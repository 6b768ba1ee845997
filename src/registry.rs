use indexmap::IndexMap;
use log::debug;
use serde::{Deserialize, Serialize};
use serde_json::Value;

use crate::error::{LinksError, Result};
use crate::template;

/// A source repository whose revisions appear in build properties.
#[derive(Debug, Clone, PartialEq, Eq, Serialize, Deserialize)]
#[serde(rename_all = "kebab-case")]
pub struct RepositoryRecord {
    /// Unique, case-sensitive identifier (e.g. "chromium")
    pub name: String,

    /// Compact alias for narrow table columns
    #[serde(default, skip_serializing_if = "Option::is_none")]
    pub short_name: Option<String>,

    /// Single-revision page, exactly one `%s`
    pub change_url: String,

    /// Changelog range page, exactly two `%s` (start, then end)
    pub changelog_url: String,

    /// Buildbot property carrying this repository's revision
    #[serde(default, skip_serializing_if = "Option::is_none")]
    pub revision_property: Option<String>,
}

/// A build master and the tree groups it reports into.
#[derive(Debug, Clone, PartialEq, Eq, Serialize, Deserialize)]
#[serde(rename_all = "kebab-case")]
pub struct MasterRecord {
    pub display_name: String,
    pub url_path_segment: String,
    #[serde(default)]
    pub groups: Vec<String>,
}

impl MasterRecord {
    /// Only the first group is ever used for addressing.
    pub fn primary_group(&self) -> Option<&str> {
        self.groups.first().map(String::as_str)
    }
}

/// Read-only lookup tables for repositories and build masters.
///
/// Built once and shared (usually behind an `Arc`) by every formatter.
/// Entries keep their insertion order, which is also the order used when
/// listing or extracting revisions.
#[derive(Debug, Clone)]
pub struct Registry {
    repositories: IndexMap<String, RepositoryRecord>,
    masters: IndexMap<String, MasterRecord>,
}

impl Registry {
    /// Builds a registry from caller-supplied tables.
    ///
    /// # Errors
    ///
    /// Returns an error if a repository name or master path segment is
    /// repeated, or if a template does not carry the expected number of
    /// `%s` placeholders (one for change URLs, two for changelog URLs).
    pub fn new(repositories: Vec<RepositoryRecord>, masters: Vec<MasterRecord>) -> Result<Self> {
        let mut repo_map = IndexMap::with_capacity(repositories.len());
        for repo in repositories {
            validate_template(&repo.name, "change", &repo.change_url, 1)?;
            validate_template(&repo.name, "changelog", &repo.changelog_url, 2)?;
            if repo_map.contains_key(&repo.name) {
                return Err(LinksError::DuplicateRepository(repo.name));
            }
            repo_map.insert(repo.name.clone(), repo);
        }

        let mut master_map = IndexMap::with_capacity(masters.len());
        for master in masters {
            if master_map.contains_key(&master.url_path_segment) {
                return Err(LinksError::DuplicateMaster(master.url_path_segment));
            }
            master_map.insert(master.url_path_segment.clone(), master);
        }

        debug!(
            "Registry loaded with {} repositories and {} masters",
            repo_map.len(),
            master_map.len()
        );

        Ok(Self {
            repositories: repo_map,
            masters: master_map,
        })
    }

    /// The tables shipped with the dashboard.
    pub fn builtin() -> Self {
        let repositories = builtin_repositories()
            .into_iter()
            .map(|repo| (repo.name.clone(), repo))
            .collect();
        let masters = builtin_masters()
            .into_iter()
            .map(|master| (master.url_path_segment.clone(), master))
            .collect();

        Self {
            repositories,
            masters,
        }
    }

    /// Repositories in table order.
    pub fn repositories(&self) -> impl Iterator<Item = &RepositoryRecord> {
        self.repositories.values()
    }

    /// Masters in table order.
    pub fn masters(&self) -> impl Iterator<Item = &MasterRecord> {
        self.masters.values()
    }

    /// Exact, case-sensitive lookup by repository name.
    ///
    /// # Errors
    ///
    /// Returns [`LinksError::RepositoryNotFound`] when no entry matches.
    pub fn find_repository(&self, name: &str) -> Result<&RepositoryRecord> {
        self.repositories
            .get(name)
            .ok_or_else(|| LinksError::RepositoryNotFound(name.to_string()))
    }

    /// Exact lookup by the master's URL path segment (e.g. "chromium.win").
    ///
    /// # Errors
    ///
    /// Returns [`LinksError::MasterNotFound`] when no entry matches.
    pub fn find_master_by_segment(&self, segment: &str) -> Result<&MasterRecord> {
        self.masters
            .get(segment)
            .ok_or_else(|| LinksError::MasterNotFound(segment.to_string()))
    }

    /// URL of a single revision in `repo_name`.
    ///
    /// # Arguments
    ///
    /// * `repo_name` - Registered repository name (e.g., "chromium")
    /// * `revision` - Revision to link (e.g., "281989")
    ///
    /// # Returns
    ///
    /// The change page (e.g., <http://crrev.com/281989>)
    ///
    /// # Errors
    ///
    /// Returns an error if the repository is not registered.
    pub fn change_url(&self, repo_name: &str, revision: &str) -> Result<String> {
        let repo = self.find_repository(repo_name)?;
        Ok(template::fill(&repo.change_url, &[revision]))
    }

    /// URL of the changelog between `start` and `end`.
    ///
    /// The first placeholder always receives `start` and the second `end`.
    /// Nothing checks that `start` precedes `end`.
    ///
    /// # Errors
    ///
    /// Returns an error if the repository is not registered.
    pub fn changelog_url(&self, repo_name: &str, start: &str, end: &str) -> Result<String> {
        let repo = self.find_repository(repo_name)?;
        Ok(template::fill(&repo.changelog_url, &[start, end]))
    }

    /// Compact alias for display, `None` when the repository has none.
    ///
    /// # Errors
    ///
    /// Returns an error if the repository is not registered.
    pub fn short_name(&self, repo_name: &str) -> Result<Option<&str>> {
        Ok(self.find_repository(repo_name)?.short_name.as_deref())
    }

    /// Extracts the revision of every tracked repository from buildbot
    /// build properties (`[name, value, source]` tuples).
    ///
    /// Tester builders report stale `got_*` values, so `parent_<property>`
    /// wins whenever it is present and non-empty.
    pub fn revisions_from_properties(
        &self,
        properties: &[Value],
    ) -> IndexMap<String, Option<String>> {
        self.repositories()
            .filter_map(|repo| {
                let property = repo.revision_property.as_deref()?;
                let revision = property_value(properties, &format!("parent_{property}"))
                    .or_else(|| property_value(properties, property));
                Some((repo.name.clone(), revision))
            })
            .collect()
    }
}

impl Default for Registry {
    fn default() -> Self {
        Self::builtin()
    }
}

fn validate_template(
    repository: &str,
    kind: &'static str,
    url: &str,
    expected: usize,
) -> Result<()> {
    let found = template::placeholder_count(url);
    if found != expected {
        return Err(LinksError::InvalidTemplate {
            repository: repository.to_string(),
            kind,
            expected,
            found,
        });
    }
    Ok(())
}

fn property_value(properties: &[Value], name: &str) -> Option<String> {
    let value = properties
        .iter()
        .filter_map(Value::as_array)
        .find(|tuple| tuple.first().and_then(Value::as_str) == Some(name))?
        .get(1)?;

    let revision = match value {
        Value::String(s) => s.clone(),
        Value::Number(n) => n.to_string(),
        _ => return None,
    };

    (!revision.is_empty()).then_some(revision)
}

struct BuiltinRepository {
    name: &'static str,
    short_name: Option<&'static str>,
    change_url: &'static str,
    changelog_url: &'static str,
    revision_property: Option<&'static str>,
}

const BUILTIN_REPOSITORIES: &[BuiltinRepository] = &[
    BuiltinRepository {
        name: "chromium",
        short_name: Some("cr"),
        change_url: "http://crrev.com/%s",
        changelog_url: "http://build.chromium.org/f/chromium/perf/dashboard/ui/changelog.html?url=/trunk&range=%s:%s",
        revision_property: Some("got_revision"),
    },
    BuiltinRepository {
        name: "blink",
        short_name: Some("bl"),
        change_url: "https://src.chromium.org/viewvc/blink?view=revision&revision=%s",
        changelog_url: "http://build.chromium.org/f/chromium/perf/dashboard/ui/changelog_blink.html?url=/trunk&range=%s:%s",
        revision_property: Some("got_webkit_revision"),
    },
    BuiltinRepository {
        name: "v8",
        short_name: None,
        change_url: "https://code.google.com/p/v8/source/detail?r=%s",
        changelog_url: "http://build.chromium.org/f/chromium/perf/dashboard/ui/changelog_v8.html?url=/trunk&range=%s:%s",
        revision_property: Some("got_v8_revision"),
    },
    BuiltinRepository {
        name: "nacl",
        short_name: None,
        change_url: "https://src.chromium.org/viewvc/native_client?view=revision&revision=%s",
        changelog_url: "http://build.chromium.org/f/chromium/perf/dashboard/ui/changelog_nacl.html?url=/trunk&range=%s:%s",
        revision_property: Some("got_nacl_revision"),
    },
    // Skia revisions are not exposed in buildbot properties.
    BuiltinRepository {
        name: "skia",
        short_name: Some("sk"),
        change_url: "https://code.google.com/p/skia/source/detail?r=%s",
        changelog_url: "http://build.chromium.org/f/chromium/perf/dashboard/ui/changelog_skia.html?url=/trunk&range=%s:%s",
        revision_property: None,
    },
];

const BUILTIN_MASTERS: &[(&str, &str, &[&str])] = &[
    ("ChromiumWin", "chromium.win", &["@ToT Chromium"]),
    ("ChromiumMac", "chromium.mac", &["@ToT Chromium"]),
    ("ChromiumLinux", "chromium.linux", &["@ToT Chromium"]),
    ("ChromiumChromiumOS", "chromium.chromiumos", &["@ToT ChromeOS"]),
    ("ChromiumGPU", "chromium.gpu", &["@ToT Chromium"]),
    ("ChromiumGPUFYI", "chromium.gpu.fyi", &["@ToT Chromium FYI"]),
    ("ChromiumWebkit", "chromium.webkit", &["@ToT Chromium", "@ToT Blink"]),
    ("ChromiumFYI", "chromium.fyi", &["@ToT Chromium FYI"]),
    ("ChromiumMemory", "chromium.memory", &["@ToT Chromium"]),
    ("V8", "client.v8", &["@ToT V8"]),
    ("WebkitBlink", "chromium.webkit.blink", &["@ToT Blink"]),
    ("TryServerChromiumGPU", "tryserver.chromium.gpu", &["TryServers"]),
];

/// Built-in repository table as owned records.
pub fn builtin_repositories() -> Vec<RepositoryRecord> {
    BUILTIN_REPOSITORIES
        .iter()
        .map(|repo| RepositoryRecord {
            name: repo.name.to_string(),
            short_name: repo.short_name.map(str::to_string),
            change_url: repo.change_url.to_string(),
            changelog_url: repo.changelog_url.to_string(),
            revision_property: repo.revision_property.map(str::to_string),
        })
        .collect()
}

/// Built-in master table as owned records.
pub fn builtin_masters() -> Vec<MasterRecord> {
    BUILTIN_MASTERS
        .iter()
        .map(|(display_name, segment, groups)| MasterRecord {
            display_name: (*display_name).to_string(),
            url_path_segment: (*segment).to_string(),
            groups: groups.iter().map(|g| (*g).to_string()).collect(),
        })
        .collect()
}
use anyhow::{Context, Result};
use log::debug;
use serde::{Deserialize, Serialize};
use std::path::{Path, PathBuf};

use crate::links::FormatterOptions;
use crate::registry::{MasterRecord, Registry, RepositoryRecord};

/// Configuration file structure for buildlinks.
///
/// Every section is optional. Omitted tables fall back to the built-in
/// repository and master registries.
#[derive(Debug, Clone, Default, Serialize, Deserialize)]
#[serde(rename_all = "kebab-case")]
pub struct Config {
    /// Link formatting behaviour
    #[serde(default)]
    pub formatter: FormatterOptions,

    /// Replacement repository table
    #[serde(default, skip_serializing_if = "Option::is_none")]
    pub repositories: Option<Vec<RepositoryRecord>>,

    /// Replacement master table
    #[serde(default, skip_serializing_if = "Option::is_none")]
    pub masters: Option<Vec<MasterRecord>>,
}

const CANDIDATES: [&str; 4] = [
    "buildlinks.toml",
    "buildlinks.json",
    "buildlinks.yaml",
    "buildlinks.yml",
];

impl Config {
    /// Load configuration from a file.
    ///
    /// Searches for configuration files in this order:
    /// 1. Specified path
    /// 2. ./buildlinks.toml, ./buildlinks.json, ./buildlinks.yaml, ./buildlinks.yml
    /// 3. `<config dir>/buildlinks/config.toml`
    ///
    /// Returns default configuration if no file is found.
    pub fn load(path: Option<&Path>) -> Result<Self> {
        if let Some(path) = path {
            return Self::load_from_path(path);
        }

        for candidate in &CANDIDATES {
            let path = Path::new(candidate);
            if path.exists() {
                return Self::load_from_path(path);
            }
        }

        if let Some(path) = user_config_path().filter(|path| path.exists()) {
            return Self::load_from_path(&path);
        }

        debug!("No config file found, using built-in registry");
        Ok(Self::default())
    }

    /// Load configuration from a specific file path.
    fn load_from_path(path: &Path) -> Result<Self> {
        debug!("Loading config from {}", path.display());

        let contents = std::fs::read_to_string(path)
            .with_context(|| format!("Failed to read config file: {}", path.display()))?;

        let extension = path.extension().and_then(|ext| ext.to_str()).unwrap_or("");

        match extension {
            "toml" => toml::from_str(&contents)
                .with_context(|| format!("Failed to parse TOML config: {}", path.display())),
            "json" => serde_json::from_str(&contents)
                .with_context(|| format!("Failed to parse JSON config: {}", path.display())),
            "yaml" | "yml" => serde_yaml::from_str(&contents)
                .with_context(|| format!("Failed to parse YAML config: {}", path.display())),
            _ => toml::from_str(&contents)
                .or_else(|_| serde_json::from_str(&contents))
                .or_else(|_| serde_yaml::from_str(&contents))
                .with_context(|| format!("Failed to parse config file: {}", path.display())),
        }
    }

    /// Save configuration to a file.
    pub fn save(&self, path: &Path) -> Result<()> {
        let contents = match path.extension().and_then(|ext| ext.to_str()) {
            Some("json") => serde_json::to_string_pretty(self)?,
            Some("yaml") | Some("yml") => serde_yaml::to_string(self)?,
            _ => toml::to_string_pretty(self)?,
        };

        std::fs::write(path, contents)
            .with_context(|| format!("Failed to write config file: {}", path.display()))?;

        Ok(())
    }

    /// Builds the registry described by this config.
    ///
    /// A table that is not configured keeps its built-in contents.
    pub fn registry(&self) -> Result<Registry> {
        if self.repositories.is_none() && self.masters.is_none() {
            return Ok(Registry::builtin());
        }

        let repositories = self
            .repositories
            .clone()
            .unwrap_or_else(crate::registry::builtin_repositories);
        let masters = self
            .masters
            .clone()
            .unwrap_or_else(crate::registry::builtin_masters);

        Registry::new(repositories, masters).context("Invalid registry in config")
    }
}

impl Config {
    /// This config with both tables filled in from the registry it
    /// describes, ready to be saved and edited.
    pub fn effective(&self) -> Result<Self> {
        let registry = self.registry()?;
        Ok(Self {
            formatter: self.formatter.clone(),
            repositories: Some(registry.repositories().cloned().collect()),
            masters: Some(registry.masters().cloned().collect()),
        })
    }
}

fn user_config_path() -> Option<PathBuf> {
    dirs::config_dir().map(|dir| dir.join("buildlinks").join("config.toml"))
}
==*==
__TASK TO COMPLETE__
From the material above, set down exactly the lines between the line holding "specific file path." and the line holding "std::fs::write(path, contents)", inclusive. Include nothing else.

__ANSWER SPACE__
    /// Load configuration from a specific file path.
    fn load_from_path(path: &Path) -> Result<Self> {
        debug!("Loading config from {}", path.display());

        let contents = std::fs::read_to_string(path)
            .with_context(|| format!("Failed to read config file: {}", path.display()))?;

        let extension = path.extension().and_then(|ext| ext.to_str()).unwrap_or("");

        match extension {
            "toml" => toml::from_str(&contents)
                .with_context(|| format!("Failed to parse TOML config: {}", path.display())),
            "json" => serde_json::from_str(&contents)
                .with_context(|| format!("Failed to parse JSON config: {}", path.display())),
            "yaml" | "yml" => serde_yaml::from_str(&contents)
                .with_context(|| format!("Failed to parse YAML config: {}", path.display())),
            _ => toml::from_str(&contents)
                .or_else(|_| serde_json::from_str(&contents))
                .or_else(|_| serde_yaml::from_str(&contents))
                .with_context(|| format!("Failed to parse config file: {}", path.display())),
        }
    }

    /// Save configuration to a file.
    pub fn save(&self, path: &Path) -> Result<()> {
        let contents = match path.extension().and_then(|ext| ext.to_str()) {
            Some("json") => serde_json::to_string_pretty(self)?,
            Some("yaml") | Some("yml") => serde_yaml::to_string(self)?,
            _ => toml::to_string_pretty(self)?,
        };

        std::fs::write(path, contents)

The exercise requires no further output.